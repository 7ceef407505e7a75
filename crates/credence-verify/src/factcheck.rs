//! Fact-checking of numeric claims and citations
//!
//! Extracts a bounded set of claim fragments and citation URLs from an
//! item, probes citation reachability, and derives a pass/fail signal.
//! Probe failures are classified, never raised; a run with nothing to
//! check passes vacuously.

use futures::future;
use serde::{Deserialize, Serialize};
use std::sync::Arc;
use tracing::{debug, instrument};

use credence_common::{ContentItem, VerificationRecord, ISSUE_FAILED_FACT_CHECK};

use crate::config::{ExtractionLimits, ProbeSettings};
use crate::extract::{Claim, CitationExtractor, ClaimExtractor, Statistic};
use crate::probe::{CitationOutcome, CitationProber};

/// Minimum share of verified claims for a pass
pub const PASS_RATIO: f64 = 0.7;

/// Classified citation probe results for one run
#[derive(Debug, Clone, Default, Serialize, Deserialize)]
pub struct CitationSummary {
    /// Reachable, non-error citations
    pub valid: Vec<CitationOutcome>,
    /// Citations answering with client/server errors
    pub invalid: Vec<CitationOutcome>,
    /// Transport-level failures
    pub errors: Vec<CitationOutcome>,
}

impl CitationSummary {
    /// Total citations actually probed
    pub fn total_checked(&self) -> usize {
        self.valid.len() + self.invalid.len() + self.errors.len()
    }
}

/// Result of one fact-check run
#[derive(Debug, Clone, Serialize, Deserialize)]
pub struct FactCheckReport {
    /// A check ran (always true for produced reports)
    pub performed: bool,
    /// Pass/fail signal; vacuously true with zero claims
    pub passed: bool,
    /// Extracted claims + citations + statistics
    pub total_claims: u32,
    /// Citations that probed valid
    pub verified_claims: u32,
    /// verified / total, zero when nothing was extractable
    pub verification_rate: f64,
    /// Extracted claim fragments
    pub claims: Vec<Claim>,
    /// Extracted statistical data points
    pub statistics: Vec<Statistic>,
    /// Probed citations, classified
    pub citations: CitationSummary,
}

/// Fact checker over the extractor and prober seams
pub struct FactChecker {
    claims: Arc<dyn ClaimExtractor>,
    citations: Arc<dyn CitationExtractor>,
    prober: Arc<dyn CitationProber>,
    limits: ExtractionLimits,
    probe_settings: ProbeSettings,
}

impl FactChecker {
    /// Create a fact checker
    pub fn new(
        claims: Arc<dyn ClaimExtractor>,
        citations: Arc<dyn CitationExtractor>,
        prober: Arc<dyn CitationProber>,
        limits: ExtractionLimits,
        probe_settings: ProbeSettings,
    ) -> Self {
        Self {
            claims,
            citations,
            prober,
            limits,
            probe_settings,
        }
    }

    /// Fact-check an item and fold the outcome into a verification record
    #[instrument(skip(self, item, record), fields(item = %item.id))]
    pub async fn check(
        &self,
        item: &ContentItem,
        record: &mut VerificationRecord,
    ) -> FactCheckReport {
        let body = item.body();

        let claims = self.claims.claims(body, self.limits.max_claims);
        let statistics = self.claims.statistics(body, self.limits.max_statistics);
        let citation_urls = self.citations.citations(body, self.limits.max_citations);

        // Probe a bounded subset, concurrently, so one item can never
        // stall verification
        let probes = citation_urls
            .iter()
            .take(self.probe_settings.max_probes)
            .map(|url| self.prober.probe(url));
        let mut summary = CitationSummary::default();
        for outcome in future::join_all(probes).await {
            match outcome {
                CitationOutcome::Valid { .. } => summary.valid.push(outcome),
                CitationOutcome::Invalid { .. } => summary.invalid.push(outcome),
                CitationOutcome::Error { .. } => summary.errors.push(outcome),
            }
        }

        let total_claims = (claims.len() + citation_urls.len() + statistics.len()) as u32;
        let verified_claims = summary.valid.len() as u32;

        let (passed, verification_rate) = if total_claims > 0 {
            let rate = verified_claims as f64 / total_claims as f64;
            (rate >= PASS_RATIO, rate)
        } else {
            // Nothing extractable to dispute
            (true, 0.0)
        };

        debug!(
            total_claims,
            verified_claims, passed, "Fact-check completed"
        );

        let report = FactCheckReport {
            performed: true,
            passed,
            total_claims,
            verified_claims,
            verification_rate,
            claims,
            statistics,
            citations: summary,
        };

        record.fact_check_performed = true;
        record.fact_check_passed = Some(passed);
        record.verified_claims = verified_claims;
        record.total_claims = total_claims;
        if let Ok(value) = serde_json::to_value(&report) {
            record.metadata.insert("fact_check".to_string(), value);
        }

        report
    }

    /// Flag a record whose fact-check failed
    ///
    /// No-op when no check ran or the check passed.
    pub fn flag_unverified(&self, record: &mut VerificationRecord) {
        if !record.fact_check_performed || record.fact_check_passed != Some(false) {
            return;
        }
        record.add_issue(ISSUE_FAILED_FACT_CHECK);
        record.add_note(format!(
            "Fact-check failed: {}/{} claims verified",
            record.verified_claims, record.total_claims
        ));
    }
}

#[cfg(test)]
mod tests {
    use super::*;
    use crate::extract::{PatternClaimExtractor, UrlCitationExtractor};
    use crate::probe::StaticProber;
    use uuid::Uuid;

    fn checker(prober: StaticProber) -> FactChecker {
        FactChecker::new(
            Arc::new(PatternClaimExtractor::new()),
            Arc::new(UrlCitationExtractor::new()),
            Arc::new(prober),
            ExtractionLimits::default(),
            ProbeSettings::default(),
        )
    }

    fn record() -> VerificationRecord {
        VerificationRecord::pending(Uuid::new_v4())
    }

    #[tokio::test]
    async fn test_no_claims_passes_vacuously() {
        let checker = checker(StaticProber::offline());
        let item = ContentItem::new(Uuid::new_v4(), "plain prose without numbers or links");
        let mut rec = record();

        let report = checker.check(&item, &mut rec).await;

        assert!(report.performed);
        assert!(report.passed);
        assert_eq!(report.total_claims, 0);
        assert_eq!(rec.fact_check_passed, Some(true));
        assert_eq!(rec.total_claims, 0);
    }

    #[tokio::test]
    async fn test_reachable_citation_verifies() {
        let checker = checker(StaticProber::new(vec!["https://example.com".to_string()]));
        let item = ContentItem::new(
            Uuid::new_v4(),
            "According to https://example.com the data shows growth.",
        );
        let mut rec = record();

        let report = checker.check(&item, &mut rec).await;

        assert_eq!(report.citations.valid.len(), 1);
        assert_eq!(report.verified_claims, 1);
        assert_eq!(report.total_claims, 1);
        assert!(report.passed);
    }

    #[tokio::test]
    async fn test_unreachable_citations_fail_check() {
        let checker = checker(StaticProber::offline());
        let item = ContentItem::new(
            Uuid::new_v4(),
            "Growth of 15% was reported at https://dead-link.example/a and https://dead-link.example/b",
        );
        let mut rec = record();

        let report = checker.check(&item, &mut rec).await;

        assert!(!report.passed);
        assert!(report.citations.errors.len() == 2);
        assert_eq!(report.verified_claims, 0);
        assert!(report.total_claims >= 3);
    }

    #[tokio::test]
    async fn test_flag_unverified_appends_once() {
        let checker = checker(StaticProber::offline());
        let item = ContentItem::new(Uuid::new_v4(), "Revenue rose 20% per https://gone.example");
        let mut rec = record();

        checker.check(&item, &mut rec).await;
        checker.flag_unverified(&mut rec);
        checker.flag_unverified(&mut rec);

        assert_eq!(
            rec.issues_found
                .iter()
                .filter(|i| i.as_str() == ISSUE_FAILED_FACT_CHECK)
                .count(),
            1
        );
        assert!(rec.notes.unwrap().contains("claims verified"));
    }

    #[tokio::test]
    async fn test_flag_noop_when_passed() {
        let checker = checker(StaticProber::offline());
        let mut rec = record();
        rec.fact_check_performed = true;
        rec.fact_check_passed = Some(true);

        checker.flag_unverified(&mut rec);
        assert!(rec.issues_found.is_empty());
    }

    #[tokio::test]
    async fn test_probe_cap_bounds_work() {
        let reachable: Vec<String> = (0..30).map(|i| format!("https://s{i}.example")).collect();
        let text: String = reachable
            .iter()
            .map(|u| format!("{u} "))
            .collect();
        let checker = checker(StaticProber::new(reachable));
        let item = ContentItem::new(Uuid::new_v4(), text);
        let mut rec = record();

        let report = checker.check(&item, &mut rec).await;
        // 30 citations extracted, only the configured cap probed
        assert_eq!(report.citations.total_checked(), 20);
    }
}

□ □ □

* [YOUR ASSIGNMENT]: Output nothing but the line containing "let text: String = reachable" and each line after it in the entries above, exactly as written.

* [REPLY]:
        let text: String = reachable
            .iter()
            .map(|u| format!("{u} "))
            .collect();
        let checker = checker(StaticProber::new(reachable));
        let item = ContentItem::new(Uuid::new_v4(), text);
        let mut rec = record();

        let report = checker.check(&item, &mut rec).await;
        // 30 citations extracted, only the configured cap probed
        assert_eq!(report.citations.total_checked(), 20);
    }
}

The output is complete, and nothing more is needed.